◆ Extracted data:
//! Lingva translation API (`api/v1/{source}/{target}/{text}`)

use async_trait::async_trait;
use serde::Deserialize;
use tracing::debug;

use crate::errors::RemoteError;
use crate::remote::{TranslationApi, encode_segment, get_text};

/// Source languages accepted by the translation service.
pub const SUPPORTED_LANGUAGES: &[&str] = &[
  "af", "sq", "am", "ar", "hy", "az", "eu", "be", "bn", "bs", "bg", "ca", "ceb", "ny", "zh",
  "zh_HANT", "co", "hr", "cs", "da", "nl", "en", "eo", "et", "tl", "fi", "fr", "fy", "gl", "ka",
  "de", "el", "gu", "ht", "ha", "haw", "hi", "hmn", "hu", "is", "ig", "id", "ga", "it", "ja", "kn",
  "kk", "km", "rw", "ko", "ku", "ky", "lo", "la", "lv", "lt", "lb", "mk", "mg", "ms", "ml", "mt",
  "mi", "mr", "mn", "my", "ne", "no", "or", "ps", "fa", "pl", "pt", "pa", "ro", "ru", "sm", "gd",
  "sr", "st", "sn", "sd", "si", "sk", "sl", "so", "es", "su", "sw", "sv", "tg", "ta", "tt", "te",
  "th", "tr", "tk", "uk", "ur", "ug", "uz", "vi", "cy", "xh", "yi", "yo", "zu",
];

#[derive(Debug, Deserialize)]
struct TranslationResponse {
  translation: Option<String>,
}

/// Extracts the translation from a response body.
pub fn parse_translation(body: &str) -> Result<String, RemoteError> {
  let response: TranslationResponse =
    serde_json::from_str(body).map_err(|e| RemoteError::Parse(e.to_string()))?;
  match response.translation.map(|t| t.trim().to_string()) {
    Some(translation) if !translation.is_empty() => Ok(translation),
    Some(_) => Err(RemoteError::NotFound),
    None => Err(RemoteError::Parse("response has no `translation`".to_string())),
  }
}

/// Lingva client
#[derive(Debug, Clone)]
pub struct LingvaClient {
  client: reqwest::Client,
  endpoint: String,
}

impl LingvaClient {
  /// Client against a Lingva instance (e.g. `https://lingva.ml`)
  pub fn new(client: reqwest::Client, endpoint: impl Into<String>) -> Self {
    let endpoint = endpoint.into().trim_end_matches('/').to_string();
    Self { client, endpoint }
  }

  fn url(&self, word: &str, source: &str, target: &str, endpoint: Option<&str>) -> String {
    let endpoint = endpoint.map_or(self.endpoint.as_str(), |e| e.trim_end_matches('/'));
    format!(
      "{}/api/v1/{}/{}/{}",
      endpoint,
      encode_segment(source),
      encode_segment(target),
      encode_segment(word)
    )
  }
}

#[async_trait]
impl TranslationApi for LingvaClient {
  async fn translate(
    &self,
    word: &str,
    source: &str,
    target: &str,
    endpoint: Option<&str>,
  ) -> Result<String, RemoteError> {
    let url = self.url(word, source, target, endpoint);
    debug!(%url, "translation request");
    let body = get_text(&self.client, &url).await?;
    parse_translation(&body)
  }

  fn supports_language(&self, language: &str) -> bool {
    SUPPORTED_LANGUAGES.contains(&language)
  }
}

◆ Directions for this task:
Write the material out once more, keeping each line exact.

◆ Answer space:
//! Lingva translation API (`api/v1/{source}/{target}/{text}`)

use async_trait::async_trait;
use serde::Deserialize;
use tracing::debug;

use crate::errors::RemoteError;
use crate::remote::{TranslationApi, encode_segment, get_text};

/// Source languages accepted by the translation service.
pub const SUPPORTED_LANGUAGES: &[&str] = &[
  "af", "sq", "am", "ar", "hy", "az", "eu", "be", "bn", "bs", "bg", "ca", "ceb", "ny", "zh",
  "zh_HANT", "co", "hr", "cs", "da", "nl", "en", "eo", "et", "tl", "fi", "fr", "fy", "gl", "ka",
  "de", "el", "gu", "ht", "ha", "haw", "hi", "hmn", "hu", "is", "ig", "id", "ga", "it", "ja", "kn",
  "kk", "km", "rw", "ko", "ku", "ky", "lo", "la", "lv", "lt", "lb", "mk", "mg", "ms", "ml", "mt",
  "mi", "mr", "mn", "my", "ne", "no", "or", "ps", "fa", "pl", "pt", "pa", "ro", "ru", "sm", "gd",
  "sr", "st", "sn", "sd", "si", "sk", "sl", "so", "es", "su", "sw", "sv", "tg", "ta", "tt", "te",
  "th", "tr", "tk", "uk", "ur", "ug", "uz", "vi", "cy", "xh", "yi", "yo", "zu",
];

#[derive(Debug, Deserialize)]
struct TranslationResponse {
  translation: Option<String>,
}

/// Extracts the translation from a response body.
pub fn parse_translation(body: &str) -> Result<String, RemoteError> {
  let response: TranslationResponse =
    serde_json::from_str(body).map_err(|e| RemoteError::Parse(e.to_string()))?;
  match response.translation.map(|t| t.trim().to_string()) {
    Some(translation) if !translation.is_empty() => Ok(translation),
    Some(_) => Err(RemoteError::NotFound),
    None => Err(RemoteError::Parse("response has no `translation`".to_string())),
  }
}

/// Lingva client
#[derive(Debug, Clone)]
pub struct LingvaClient {
  client: reqwest::Client,
  endpoint: String,
}

impl LingvaClient {
  /// Client against a Lingva instance (e.g. `https://lingva.ml`)
  pub fn new(client: reqwest::Client, endpoint: impl Into<String>) -> Self {
    let endpoint = endpoint.into().trim_end_matches('/').to_string();
    Self { client, endpoint }
  }

  fn url(&self, word: &str, source: &str, target: &str, endpoint: Option<&str>) -> String {
    let endpoint = endpoint.map_or(self.endpoint.as_str(), |e| e.trim_end_matches('/'));
    format!(
      "{}/api/v1/{}/{}/{}",
      endpoint,
      encode_segment(source),
      encode_segment(target),
      encode_segment(word)
    )
  }
}

#[async_trait]
impl TranslationApi for LingvaClient {
  async fn translate(
    &self,
    word: &str,
    source: &str,
    target: &str,
    endpoint: Option<&str>,
  ) -> Result<String, RemoteError> {
    let url = self.url(word, source, target, endpoint);
    debug!(%url, "translation request");
    let body = get_text(&self.client, &url).await?;
    parse_translation(&body)
  }

  fn supports_language(&self, language: &str) -> bool {
    SUPPORTED_LANGUAGES.contains(&language)
  }
}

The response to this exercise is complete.